What you have to do
From the entries, copy out every line in which the word "position" is found.

*** Given records Section Begins ***

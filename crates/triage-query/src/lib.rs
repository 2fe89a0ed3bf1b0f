//! Triage Query
//!
//! Filter queries for ticket listings.
//!
//! User filter text is parsed with a small `nom` grammar, validated against
//! the searchable fields of the index and compiled into a native [`Clause`].
//! Clauses render as backend query text and can be evaluated directly
//! against JSON documents, which is how the in-memory store applies them.
//!
//! # Example
//!
//! ```rust
//! use triage_query::{Compiler, QueryError, Searcher, DEFAULT_PREFIX};
//!
//! struct NoSearch;
//!
//! impl Searcher for NoSearch {
//!     fn fields(&self) -> Vec<String> {
//!         vec!["status".into()]
//!     }
//!     fn search(&self, _term: &str) -> Result<Vec<i64>, QueryError> {
//!         Ok(vec![])
//!     }
//! }
//!
//! let filter = Compiler::new(&NoSearch, DEFAULT_PREFIX).compile("status == 'open'").unwrap();
//! assert_eq!(filter.to_string(), r#"d.status == "open""#);
//! ```

#![warn(missing_docs)]

pub mod clause;
pub mod compiler;
pub mod error;
pub mod parser;

// Re-exports
pub use clause::{compare_values, truthy, Clause, CompareOp, FilterClause, Operand, Vars};
pub use compiler::{Compiler, Searcher, DEFAULT_PREFIX};
pub use error::QueryError;
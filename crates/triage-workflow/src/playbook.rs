//! Playbook template conversion and playbook ids

use indexmap::IndexMap;
use triage_model::{Playbook, PlaybookTemplate, PlaybookTemplateForm, Task};

use crate::error::WorkflowError;
use crate::graph::topological_order;

/// Parse a YAML playbook template
///
/// # Errors
/// `WorkflowError::Template` when the YAML does not describe a playbook
pub fn parse_template(yaml: &str) -> Result<PlaybookTemplate, WorkflowError> {
    Ok(serde_yaml::from_str(yaml)?)
}

/// Attach execution order to a template
///
/// Tasks are stored in execution order; the first one has order 0.
///
/// # Errors
/// `EmptyPlaybook`, `UnknownTask` or `Cycle`
pub fn from_template(template: PlaybookTemplate) -> Result<Playbook, WorkflowError> {
    if template.tasks.is_empty() {
        return Err(WorkflowError::EmptyPlaybook(template.name));
    }

    let order = topological_order(&template)?;
    let PlaybookTemplate { name, mut tasks } = template;

    let mut ordered = IndexMap::with_capacity(order.len());
    for (position, id) in order.into_iter().enumerate() {
        let Some(task) = tasks.swap_remove(&id) else {
            continue;
        };
        ordered.insert(
            id,
            Task {
                name: task.name,
                kind: task.kind,
                automation: task.automation,
                data: task.data,
                order: u32::try_from(position).unwrap_or(u32::MAX),
                next: task.next,
                done: false,
                output: None,
            },
        );
    }

    Ok(Playbook {
        name,
        tasks: ordered,
    })
}

/// Convert a submitted template form into its requested id and playbook
///
/// The id is the form's explicit id, else the kebab-cased playbook name.
///
/// # Errors
/// Template parse and ordering errors
pub fn from_form(form: &PlaybookTemplateForm) -> Result<(String, Playbook), WorkflowError> {
    let playbook = from_template(parse_template(&form.yaml)?)?;
    let id = form
        .id
        .clone()
        .unwrap_or_else(|| playbook_id(&playbook.name));
    Ok((id, playbook))
}

/// Kebab-case id derived from a playbook name
///
/// Word boundaries are non-alphanumeric runs, lower-to-upper transitions and
/// the last capital of an acronym (`HTTPServer` -> `http-server`).
#[must_use]
pub fn playbook_id(name: &str) -> String {
    let chars: Vec<char> = name.chars().collect();
    let mut id = String::with_capacity(name.len());
    let mut boundary = false;

    for (i, &c) in chars.iter().enumerate() {
        if !c.is_alphanumeric() {
            boundary = !id.is_empty();
            continue;
        }
        if c.is_uppercase() && i > 0 {
            let prev = chars[i - 1];
            let next_is_lower = chars.get(i + 1).is_some_and(|n| n.is_lowercase());
            if prev.is_lowercase() || prev.is_numeric() || (prev.is_uppercase() && next_is_lower) {
                boundary = !id.is_empty();
            }
        }
        if boundary {
            id.push('-');
            boundary = false;
        }
        id.extend(c.to_lowercase());
    }

    id
}

/// First free id among `id`, `id0`, `id1`, ...
#[must_use]
pub fn disambiguate<V>(existing: &IndexMap<String, V>, id: &str) -> String {
    if !existing.contains_key(id) {
        return id.to_string();
    }
    (0u64..)
        .map(|i| format!("{id}{i}"))
        .find(|candidate| !existing.contains_key(candidate))
        .unwrap_or_else(|| id.to_string())
}

#[cfg(test)]
mod tests {
    use super::*;
    use pretty_assertions::assert_eq;
    use triage_model::TaskKind;

    const PHISHING: &str = r#"
name: Phishing Triage
tasks:
  board:
    name: Board involvement?
    type: input
    next: [escalate, mail]
  escalate:
    name: Escalate to CISO
  mail:
    name: Fetch mail
    type: automation
    automation: hash.sha1
    data:
      payload: { header: true }
    next: [escalate]
"#;

    #[test]
    fn kebab_case_ids() {
        assert_eq!(playbook_id("Phishing Triage"), "phishing-triage");
        assert_eq!(playbook_id("MalwareTriage"), "malware-triage");
        assert_eq!(playbook_id("HTTPServer check"), "http-server-check");
        assert_eq!(playbook_id("  simple  "), "simple");
        assert_eq!(playbook_id("v2 Playbook_name"), "v2-playbook-name");
    }

    #[test]
    fn disambiguate_appends_first_free_suffix() {
        let mut existing: IndexMap<String, ()> = IndexMap::new();
        assert_eq!(disambiguate(&existing, "phishing"), "phishing");

        existing.insert("phishing".into(), ());
        assert_eq!(disambiguate(&existing, "phishing"), "phishing0");

        existing.insert("phishing0".into(), ());
        assert_eq!(disambiguate(&existing, "phishing"), "phishing1");
    }

    #[test]
    fn yaml_template_converts_in_execution_order() {
        let (id, playbook) = from_form(&PlaybookTemplateForm::new(PHISHING)).unwrap();

        assert_eq!(id, "phishing-triage");
        assert_eq!(playbook.ordered_task_ids(), vec!["board", "mail", "escalate"]);
        assert_eq!(playbook.root_task().map(|(id, _)| id), Some("board"));

        let mail = playbook.task("mail").unwrap();
        assert_eq!(mail.kind, TaskKind::Automation);
        assert_eq!(mail.order, 1);
        assert_eq!(mail.automation.as_deref(), Some("hash.sha1"));
    }

    #[test]
    fn explicit_form_id_wins() {
        let form = PlaybookTemplateForm {
            id: Some("custom".into()),
            yaml: PHISHING.into(),
        };
        assert_eq!(from_form(&form).unwrap().0, "custom");
    }

    #[test]
    fn invalid_templates() {
        assert!(matches!(parse_template("tasks: 3"), Err(WorkflowError::Template(_))));
        assert!(matches!(
            from_template(PlaybookTemplate::new("empty")),
            Err(WorkflowError::EmptyPlaybook(_))
        ));
    }
}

*** Given records Section Ends ***

Written answer
    for (position, id) in order.into_iter().enumerate() {
                order: u32::try_from(position).unwrap_or(u32::MAX),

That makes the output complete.